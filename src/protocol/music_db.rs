//! Music database commands: find, search, list, count, lsinfo, update

use std::collections::BTreeSet;

use super::dispatcher::{Args, CommandRegistry, Context, HandlerResult, RegistryError};
use super::error::AckError;
use super::format::{parse_query, tokenize, track_items};
use super::response::{Item, Response};
use super::stored_playlists::summary_items;
use crate::models::{Field, Query, Track};

pub fn register(registry: &mut CommandRegistry) -> Result<(), RegistryError> {
    registry.register("^count (?P<query>.+)$", count)?;
    registry.register("^find (?P<query>.+)$", find)?;
    registry.register("^findadd (?P<query>.+)$", findadd)?;
    registry.register(
        r#"^list "?(?P<field>(?i:albumartist|artist|album|date|genre))"?( (?P<query>.*))?$"#,
        list,
    )?;
    registry.register("^listall$", not_implemented)?;
    registry.register(r#"^listall "(?P<uri>[^"]*)"$"#, not_implemented)?;
    registry.register("^listallinfo$", not_implemented)?;
    registry.register(r#"^listallinfo "(?P<uri>[^"]*)"$"#, not_implemented)?;
    registry.register("^lsinfo$", lsinfo)?;
    registry.register(r#"^lsinfo "(?P<uri>[^"]*)"$"#, lsinfo)?;
    registry.register("^rescan$", update)?;
    registry.register(r#"^rescan "(?P<uri>[^"]*)"$"#, update)?;
    registry.register("^search (?P<query>.+)$", search)?;
    registry.register("^searchadd (?P<query>.+)$", searchadd)?;
    registry.register("^update$", update)?;
    registry.register(r#"^update "(?P<uri>[^"]*)"$"#, update)?;
    Ok(())
}

fn not_implemented(_ctx: &mut Context<'_>, _args: &Args<'_>) -> HandlerResult {
    Err(AckError::not_implemented())
}

fn query_arg(args: &Args<'_>) -> Result<Query, AckError> {
    parse_query(&tokenize(args.required("query")?)?)
}

fn find_tracks(ctx: &Context<'_>, args: &Args<'_>) -> Result<Vec<Track>, AckError> {
    Ok(ctx.core.library.find_exact(&query_arg(args)?)?)
}

fn search_tracks(ctx: &Context<'_>, args: &Args<'_>) -> Result<Vec<Track>, AckError> {
    Ok(ctx.core.library.search(&query_arg(args)?)?)
}

fn tracks_response(tracks: &[Track]) -> Response {
    tracks
        .iter()
        .map(|track| Item::Group(track_items(track, None)))
        .collect()
}

fn count(ctx: &mut Context<'_>, args: &Args<'_>) -> HandlerResult {
    let tracks = find_tracks(ctx, args)?;
    let playtime: u64 = tracks.iter().filter_map(|track| track.length).sum::<u64>() / 1000;
    Ok(Response::new()
        .pair("songs", tracks.len())
        .pair("playtime", playtime))
}

fn find(ctx: &mut Context<'_>, args: &Args<'_>) -> HandlerResult {
    Ok(tracks_response(&find_tracks(ctx, args)?))
}

fn findadd(ctx: &mut Context<'_>, args: &Args<'_>) -> HandlerResult {
    let tracks = find_tracks(ctx, args)?;
    ctx.core.add(tracks, None)?;
    Ok(Response::new())
}

fn search(ctx: &mut Context<'_>, args: &Args<'_>) -> HandlerResult {
    Ok(tracks_response(&search_tracks(ctx, args)?))
}

fn searchadd(ctx: &mut Context<'_>, args: &Args<'_>) -> HandlerResult {
    let tracks = search_tracks(ctx, args)?;
    ctx.core.add(tracks, None)?;
    Ok(Response::new())
}

/// Response key for a listed field
fn list_key(field: Field) -> &'static str {
    match field {
        Field::Artist => "Artist",
        Field::AlbumArtist => "AlbumArtist",
        Field::Album => "Album",
        Field::Date => "Date",
        Field::Genre => "Genre",
        Field::Title => "Title",
        Field::TrackNo => "Track",
        Field::Uri => "file",
        Field::Any => "Any",
    }
}

/// Distinct values of one field, optionally filtered.
///
/// `list album "<artist>"` is shorthand for `list album artist "<artist>"`.
fn list(ctx: &mut Context<'_>, args: &Args<'_>) -> HandlerResult {
    let field_name = args.required("field")?;
    let field = Field::from_tag(field_name)
        .ok_or_else(|| AckError::arg(format!("Unknown tag type: {}", field_name)))?;

    let tokens = match args.get("query") {
        Some(raw) => tokenize(raw)?,
        None => Vec::new(),
    };
    let query = match tokens.as_slice() {
        [artist] if field == Field::Album => Query::new().with(Field::Artist, artist.clone()),
        [_] => {
            return Err(AckError::arg(
                "should be \"Album\" for 3 arguments",
            ))
        }
        tokens => parse_query(tokens)?,
    };

    let tracks = ctx.core.library.find_exact(&query)?;
    let values: BTreeSet<String> = tracks
        .iter()
        .flat_map(|track| field.values(track))
        .filter(|value| !value.is_empty())
        .collect();

    let key = list_key(field);
    Ok(values.into_iter().map(|value| Item::pair(key, value)).collect())
}

/// Only the root is browsable; it lists the stored playlists
fn lsinfo(ctx: &mut Context<'_>, args: &Args<'_>) -> HandlerResult {
    match args.get("uri") {
        None | Some("") | Some("/") => {
            let playlists = ctx.core.playlists.list()?;
            Ok(playlists
                .iter()
                .filter(|summary| !summary.name.is_empty())
                .map(|summary| Item::Group(summary_items(summary)))
                .collect())
        }
        Some(_) => Err(AckError::not_implemented()),
    }
}

fn update(ctx: &mut Context<'_>, _args: &Args<'_>) -> HandlerResult {
    ctx.core.update_library();
    Ok(Response::new().pair("updating_db", 0))
}
//! Library routing by URI scheme
//!
//! Lookups go to the provider registered for the URI's scheme. Searches fan
//! out to every provider and concatenate results in registration order.

use std::collections::HashMap;
use std::sync::Arc;

use super::traits::{LibraryError, LibraryProvider};
use crate::models::{Query, Track};

/// Extract the scheme of a track URI.
///
/// Accepts both proper URLs (`file:///music/a.flac`) and the opaque
/// `scheme:path` form backends use (`local:track:a.flac`).
pub fn uri_scheme(uri: &str) -> Option<String> {
    if let Ok(parsed) = url::Url::parse(uri) {
        return Some(parsed.scheme().to_string());
    }
    let (scheme, _) = uri.split_once(':')?;
    let valid = !scheme.is_empty()
        && scheme
            .chars()
            .all(|c| c.is_ascii_alphanumeric() || matches!(c, '+' | '-' | '.'));
    valid.then(|| scheme.to_ascii_lowercase())
}

#[derive(Default)]
pub struct LibraryRouter {
    providers: Vec<Arc<dyn LibraryProvider>>,
    by_scheme: HashMap<String, usize>,
}

impl LibraryRouter {
    pub fn new() -> Self {
        Self::default()
    }

    /// Register a provider for all its schemes. Later providers win on conflict.
    pub fn add_provider(&mut self, provider: Arc<dyn LibraryProvider>) {
        let index = self.providers.len();
        for scheme in provider.uri_schemes() {
            if self.by_scheme.insert(scheme.clone(), index).is_some() {
                tracing::warn!("Library scheme {} registered twice, replacing", scheme);
            }
        }
        self.providers.push(provider);
    }

    /// All registered schemes, sorted
    pub fn uri_schemes(&self) -> Vec<String> {
        let mut schemes: Vec<String> = self.by_scheme.keys().cloned().collect();
        schemes.sort();
        schemes
    }

    /// Look up a track. A URI with no matching provider is not found.
    pub fn lookup(&self, uri: &str) -> Result<Option<Track>, LibraryError> {
        let Some(provider) = uri_scheme(uri)
            .and_then(|scheme| self.by_scheme.get(&scheme))
            .and_then(|&index| self.providers.get(index))
        else {
            tracing::debug!("No library provider for {}", uri);
            return Ok(None);
        };
        provider.lookup(uri)
    }

    pub fn search(&self, query: &Query) -> Result<Vec<Track>, LibraryError> {
        let mut tracks = Vec::new();
        for provider in &self.providers {
            tracks.extend(provider.search(query)?);
        }
        Ok(tracks)
    }

    pub fn find_exact(&self, query: &Query) -> Result<Vec<Track>, LibraryError> {
        let mut tracks = Vec::new();
        for provider in &self.providers {
            tracks.extend(provider.find_exact(query)?);
        }
        Ok(tracks)
    }

    pub fn tracks(&self) -> Result<Vec<Track>, LibraryError> {
        let mut tracks = Vec::new();
        for provider in &self.providers {
            tracks.extend(provider.tracks()?);
        }
        Ok(tracks)
    }
}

==============================

> _Work order_:
Retype exactly the lines of the data above that fall between the line with "form backends use" and the line with "is not found.", inclusive, and add nothing.

> _Final answer_:
/// `scheme:path` form backends use (`local:track:a.flac`).
pub fn uri_scheme(uri: &str) -> Option<String> {
    if let Ok(parsed) = url::Url::parse(uri) {
        return Some(parsed.scheme().to_string());
    }
    let (scheme, _) = uri.split_once(':')?;
    let valid = !scheme.is_empty()
        && scheme
            .chars()
            .all(|c| c.is_ascii_alphanumeric() || matches!(c, '+' | '-' | '.'));
    valid.then(|| scheme.to_ascii_lowercase())
}

#[derive(Default)]
pub struct LibraryRouter {
    providers: Vec<Arc<dyn LibraryProvider>>,
    by_scheme: HashMap<String, usize>,
}

impl LibraryRouter {
    pub fn new() -> Self {
        Self::default()
    }

    /// Register a provider for all its schemes. Later providers win on conflict.
    pub fn add_provider(&mut self, provider: Arc<dyn LibraryProvider>) {
        let index = self.providers.len();
        for scheme in provider.uri_schemes() {
            if self.by_scheme.insert(scheme.clone(), index).is_some() {
                tracing::warn!("Library scheme {} registered twice, replacing", scheme);
            }
        }
        self.providers.push(provider);
    }

    /// All registered schemes, sorted
    pub fn uri_schemes(&self) -> Vec<String> {
        let mut schemes: Vec<String> = self.by_scheme.keys().cloned().collect();
        schemes.sort();
        schemes
    }

    /// Look up a track. A URI with no matching provider is not found.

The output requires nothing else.